Stationen zum Waschen und Nachhärten von Resin-Drucken: ein Behälter mit Rührwerk für Isopropanol oder wasserwaschbares Harz und eine UV-Kammer mit Drehteller. Unterschieden wird nach Korbhöhe und Behältervolumen, also danach, wie groß die Teile aus dem eigenen Drucker ausfallen.
Waschen
Frisch gedruckte Teile sind mit unpolymerisiertem Harz überzogen. Das Rührwerk bewegt die Flüssigkeit durch Hohlräume und Stützstrukturen, an die ein Pinsel nicht kommt.
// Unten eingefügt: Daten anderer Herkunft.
//! Linux injection backends.
//!
//! The uinput backend registers a virtual absolute pointer sized to the
//! configured screen, so `MoveTo` lands on exact pixels without having to
//! track the real cursor.

use std::os::unix::fs::MetadataExt;
use std::path::Path;

use evdev::uinput::{VirtualDevice, VirtualDeviceBuilder};
use evdev::{
    AbsInfo, AbsoluteAxisType, AttributeSet, EventType, InputEvent, Key, RelativeAxisType,
    UinputAbsSetup,
};

use airpoint_common::clock::TimestampNs;
use airpoint_common::config::{AppConfig, ScreenConfig};
use airpoint_common::error::{AirpointError, AirpointResult};
use airpoint_hand_model::event::{InjectorCommand, MouseButton};

use crate::recording::NullInjector;
use crate::xdotool::XdotoolInjector;
use crate::PointerInjector;

const UINPUT_PATH: &str = "/dev/uinput";

pub struct UinputInjector {
    device: VirtualDevice,
    screen: ScreenConfig,
}

impl UinputInjector {
    pub fn new(name: &str, screen: ScreenConfig) -> AirpointResult<Self> {
        let mut keys = AttributeSet::<Key>::new();
        keys.insert(Key::BTN_LEFT);
        keys.insert(Key::BTN_RIGHT);

        let mut wheel = AttributeSet::<RelativeAxisType>::new();
        wheel.insert(RelativeAxisType::REL_WHEEL);

        let max_x = screen.width.saturating_sub(1) as i32;
        let max_y = screen.height.saturating_sub(1) as i32;
        let abs_x = UinputAbsSetup::new(AbsoluteAxisType::ABS_X, AbsInfo::new(0, 0, max_x, 0, 0, 1));
        let abs_y = UinputAbsSetup::new(AbsoluteAxisType::ABS_Y, AbsInfo::new(0, 0, max_y, 0, 0, 1));

        let device = VirtualDeviceBuilder::new()
            .and_then(|b| b.name(name).with_keys(&keys))
            .and_then(|b| b.with_relative_axes(&wheel))
            .and_then(|b| b.with_absolute_axis(&abs_x))
            .and_then(|b| b.with_absolute_axis(&abs_y))
            .and_then(|b| b.build())
            .map_err(|e| match e.kind() {
                std::io::ErrorKind::PermissionDenied => AirpointError::permission_denied(format!(
                    "cannot create uinput device: {}",
                    uinput_diagnostic()
                )),
                _ => AirpointError::injection(format!("Failed to create uinput device: {e}")),
            })?;

        Ok(Self { device, screen })
    }

    pub fn is_supported() -> bool {
        std::fs::OpenOptions::new()
            .write(true)
            .open(UINPUT_PATH)
            .is_ok()
    }

    fn emit(&mut self, events: &[InputEvent]) -> AirpointResult<()> {
        self.device
            .emit(events)
            .map_err(|e| AirpointError::injection(format!("uinput write failed: {e}")))
    }

    fn button(&mut self, key: Key, down: bool) -> AirpointResult<()> {
        self.emit(&[InputEvent::new(EventType::KEY, key.code(), down as i32)])
    }

    fn click(&mut self, key: Key) -> AirpointResult<()> {
        self.button(key, true)?;
        self.button(key, false)
    }
}

fn button_key(button: MouseButton) -> Key {
    match button {
        MouseButton::Left => Key::BTN_LEFT,
        MouseButton::Right => Key::BTN_RIGHT,
    }
}

impl PointerInjector for UinputInjector {
    fn inject(&mut self, _now: TimestampNs, command: &InjectorCommand) -> AirpointResult<()> {
        match *command {
            InjectorCommand::MoveTo { x, y } => {
                let x = x.round().clamp(0.0, self.screen.width.saturating_sub(1) as f64) as i32;
                let y = y.round().clamp(0.0, self.screen.height.saturating_sub(1) as f64) as i32;
                self.emit(&[
                    InputEvent::new(EventType::ABSOLUTE, AbsoluteAxisType::ABS_X.0, x),
                    InputEvent::new(EventType::ABSOLUTE, AbsoluteAxisType::ABS_Y.0, y),
                ])
            }
            InjectorCommand::MouseDown => self.button(Key::BTN_LEFT, true),
            InjectorCommand::MouseUp => self.button(Key::BTN_LEFT, false),
            InjectorCommand::Click { button } => self.click(button_key(button)),
            InjectorCommand::DoubleClick => {
                self.click(Key::BTN_LEFT)?;
                self.click(Key::BTN_LEFT)
            }
            InjectorCommand::Scroll { amount } => self.emit(&[InputEvent::new(
                EventType::RELATIVE,
                RelativeAxisType::REL_WHEEL.0,
                amount,
            )]),
        }
    }

    fn name(&self) -> &str {
        "uinput"
    }

    fn is_available(&self) -> bool {
        true
    }
}

/// Create the uinput backend or explain why it cannot be created.
pub fn uinput_injector(config: &AppConfig) -> AirpointResult<Box<dyn PointerInjector>> {
    let injector = UinputInjector::new(&config.injector.uinput_device_name, config.screen)?;
    Ok(Box::new(injector))
}

/// Whether the current process may open /dev/uinput for writing.
pub fn uinput_writable() -> bool {
    UinputInjector::is_supported()
}

/// Detect the best available injector for the current system.
pub fn detect_best_injector(config: &AppConfig) -> Box<dyn PointerInjector> {
    if UinputInjector::is_supported() {
        match uinput_injector(config) {
            Ok(injector) => {
                tracing::info!("Using uinput injector");
                return injector;
            }
            Err(e) => {
                tracing::warn!(error = %e, "Failed to initialize uinput injector");
            }
        }
    }

    let xdotool = XdotoolInjector::new(&config.injector.xdotool_path);
    if xdotool.is_available() && std::env::var_os("DISPLAY").is_some() {
        tracing::info!("Using xdotool injector");
        return Box::new(xdotool);
    }

    tracing::warn!(
        details = %uinput_diagnostic(),
        "No pointer injector available; gestures will be detected but not delivered"
    );
    Box::new(NullInjector)
}

/// Human-readable reason /dev/uinput is not usable.
pub fn uinput_diagnostic() -> String {
    let path = UINPUT_PATH;
    // SAFETY: geteuid/getegid have no preconditions and cannot fail.
    let uid = unsafe { libc::geteuid() };
    let gid = unsafe { libc::getegid() };

    match std::fs::metadata(Path::new(path)) {
        Ok(meta) => {
            let mode = meta.mode() & 0o777;
            let owner = meta.uid();
            let group = meta.gid();
            format!(
                "device={path} mode={mode:o} owner_uid={owner} owner_gid={group} process_uid={uid} process_gid={gid}; likely missing 'input' group membership or udev rule. Fix: sudo usermod -aG input $USER && log out/in"
            )
        }
        Err(err) => format!(
            "device={path} unavailable ({err}); load the module with: sudo modprobe uinput"
        ),
    }
}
Üblich sind wenige Minuten; länger als nötig zu waschen weicht dünne Wandungen auf und lässt feine Details quellen.
Trocknen vor dem Härten
Zwischen Waschen und UV-Kammer gehört eine Trockenphase. Bleibt Isopropanol auf der Oberfläche, härtet die Schicht darunter milchig und klebrig aus. Druckluft oder zehn Minuten Abtropfen reichen meist.
Härten mit Augenmaß
Die Kammer belichtet mit 405 nm, der Drehteller sorgt dafür, dass alle Seiten Licht bekommen. Kurz und gleichmäßig ist wirksamer als lang: Überhärtete Teile werden spröde, helle und transparente Harze vergilben sichtbar.
Baugröße abgleichen
Die Max- und Plus-Varianten nehmen Teile aus großformatigen Druckern auf, die kompakten Geräte sind auf kleinere Bauplattformen zugeschnitten. Maßgeblich ist die Höhe des größten Bauteils samt Plattform, nicht die Bettfläche.
Umgang mit Isopropanol
Deckel geschlossen halten, Raum lüften, Nitrilhandschuhe tragen. Gesättigtes Isopropanol lässt sich unter UV-Licht ausflocken und filtern, danach ist es wieder verwendbar.